Sample of a Present Value Table That Assumes Equal Periodic Investments of $1 Number of Interest Rate ( i ) Periods (n) 6% 8% 10% 1 0.9434 0.9259 0.9091 3 2.6730 2.5571 2.4869 10 7.3601 6.7101 6.1446 20 11.4699 9.8181 8.5136 30 13.7648 11.2578 9.4268 40 15.0463 11.9246 9.7791
Example: Finding Present Values of an Annuity • Once again, we will use the PV table. • Example: What is the present value of $500 to be received at the end of each of the next 20 years, assuming a 10% interest rate (ordinary annuity)? • Find the PV of $1 annuity for n = 20 and i = 10% ; it is 8.5136 • Multiply 8.5136 by $500 = $4,256.80 • If payments were made at the beginning of the period (annuity due): • PV(AD) = PV(OA) × (1 + i) = $4256.80 × 1.10 = $4,682.48
More Applications of Future and Present Values • For all of the problems that we have solved, we have assumed an interest rate and a number of periods. • It is possible to find either the interest rate or the number of periods if both the present and future values are known. • If we express the relationships between PV and FV: • FV = (FV of $1 factor: n, i) × PV
More Applications of Future and Present Values (Example) • If we want to have $100,000 in 30 years but we only have $10,000 to invest now, what interest rate would we need to earn to make this goal possible? • FV = (FV of $1 factor: n, i) × PV • 100,000 = (FV of $1 factor: n, i) × 10,000 • Solve for the unknown: (FV of $1 factor: n, i) = 10 • Look at the table for 30 years. The interest rate of 8% has a factor of 10.0620; therefore, i = 8%
Goal Planning • Time value of money techniques are useful for estimating required funds to meet future goals. • The first step in planning is to identify specific goals. • What is the particular goal? • When do you plan to achieve the goal? • How much will need to be saved currently or each year? • Inflation must be considered since most goals are long-term. • Determine how much must be saved each year to achieve these goals.

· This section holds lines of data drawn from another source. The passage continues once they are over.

//! Typed Uuids

use std::{
    cmp::Ordering,
    fmt::{Debug, Display, Formatter, Result as FmtResult},
    hash::{Hash, Hasher},
    marker::PhantomData,
};

use serde::{Deserialize, Deserializer, Serialize, Serializer};
use sqlx::{
    Decode, Encode, Postgres, Type,
    encode::IsNull,
    error::BoxDynError,
    postgres::{PgArgumentBuffer, PgHasArrayType, PgTypeInfo, PgValueRef},
};
use uuid::Uuid;

/// A UUID tagged with the record type it identifies, so a cart item id can never be passed where a
/// checkout id is expected.
pub struct TypedUuid<T>(Uuid, PhantomData<T>);

impl<T> TypedUuid<T> {
    /// Generate a new time-ordered (v7) identifier.
    #[must_use]
    pub fn new() -> Self {
        Self::from_uuid(Uuid::now_v7())
    }

    pub const fn from_uuid(uuid: Uuid) -> Self {
        Self(uuid, PhantomData)
    }

    #[must_use]
    pub const fn into_uuid(self) -> Uuid {
        self.0
    }
}

impl<T> Default for TypedUuid<T> {
    fn default() -> Self {
        Self::new()
    }
}

impl<T> Clone for TypedUuid<T> {
    fn clone(&self) -> Self {
        *self
    }
}

impl<T> Copy for TypedUuid<T> {}

impl<T> Debug for TypedUuid<T> {
    fn fmt(&self, f: &mut Formatter<'_>) -> FmtResult {
        Debug::fmt(&self.0, f)
    }
}

impl<T> Display for TypedUuid<T> {
    fn fmt(&self, f: &mut Formatter<'_>) -> FmtResult {
        Display::fmt(&self.0, f)
    }
}

impl<T> PartialEq for TypedUuid<T> {
    fn eq(&self, other: &Self) -> bool {
        self.0 == other.0
    }
}

impl<T> Eq for TypedUuid<T> {}

impl<T> Hash for TypedUuid<T> {
    fn hash<H: Hasher>(&self, state: &mut H) {
        self.0.hash(state);
    }
}

impl<T> PartialOrd for TypedUuid<T> {
    fn partial_cmp(&self, other: &Self) -> Option<Ordering> {
        Some(self.cmp(other))
    }
}

impl<T> Ord for TypedUuid<T> {
    fn cmp(&self, other: &Self) -> Ordering {
        self.0.cmp(&other.0)
    }
}

impl<T> From<Uuid> for TypedUuid<T> {
    fn from(value: Uuid) -> Self {
        Self::from_uuid(value)
    }
}

impl<T> From<TypedUuid<T>> for Uuid {
    fn from(value: TypedUuid<T>) -> Self {
        value.into_uuid()
    }
}

impl<T> Serialize for TypedUuid<T> {
    fn serialize<S: Serializer>(&self, serializer: S) -> Result<S::Ok, S::Error> {
        self.0.serialize(serializer)
    }
}

impl<'de, T> Deserialize<'de> for TypedUuid<T> {
    fn deserialize<D: Deserializer<'de>>(deserializer: D) -> Result<Self, D::Error> {
        Uuid::deserialize(deserializer).map(Self::from_uuid)
    }
}

impl<T> Type<Postgres> for TypedUuid<T> {
    fn type_info() -> PgTypeInfo {
        <Uuid as Type<Postgres>>::type_info()
    }

    fn compatible(ty: &PgTypeInfo) -> bool {
        <Uuid as Type<Postgres>>::compatible(ty)
    }
}

impl<T> PgHasArrayType for TypedUuid<T> {
    fn array_type_info() -> PgTypeInfo {
        <Uuid as PgHasArrayType>::array_type_info()
    }
}

impl<T> Encode<'_, Postgres> for TypedUuid<T> {
    fn encode_by_ref(&self, buf: &mut PgArgumentBuffer) -> Result<IsNull, BoxDynError> {
        <Uuid as Encode<'_, Postgres>>::encode_by_ref(&self.0, buf)
    }
}

impl<'r, T> Decode<'r, Postgres> for TypedUuid<T> {
    fn decode(value: PgValueRef<'r>) -> Result<Self, BoxDynError> {
        <Uuid as Decode<'r, Postgres>>::decode(value).map(Self::from_uuid)
    }
}

#[cfg(test)]
mod tests {
    use super::*;

    struct Marker;

    #[test]
    fn typed_uuid_serialises_as_plain_uuid() -> testresult::TestResult {
        let uuid = Uuid::now_v7();
        let typed = TypedUuid::<Marker>::from_uuid(uuid);

        assert_eq!(serde_json::to_value(typed)?, serde_json::to_value(uuid)?);

        let parsed: TypedUuid<Marker> = serde_json::from_value(serde_json::to_value(uuid)?)?;

        assert_eq!(parsed, typed);

        Ok(())
    }

    #[test]
    fn new_uuids_are_time_ordered() {
        let first = TypedUuid::<Marker>::new();
        let second = TypedUuid::<Marker>::new();

        assert!(first < second, "v7 uuids should sort by creation order");
    }
}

Discussion Questions • What is meant by the term future value? • What is the relationship between future values and present values? • How is an annuity different from a single payment? • How can the concepts covered in this chapter help an individual to achieve future financial goals? • What are some simple steps that individuals could take to begin increasing their annual savings?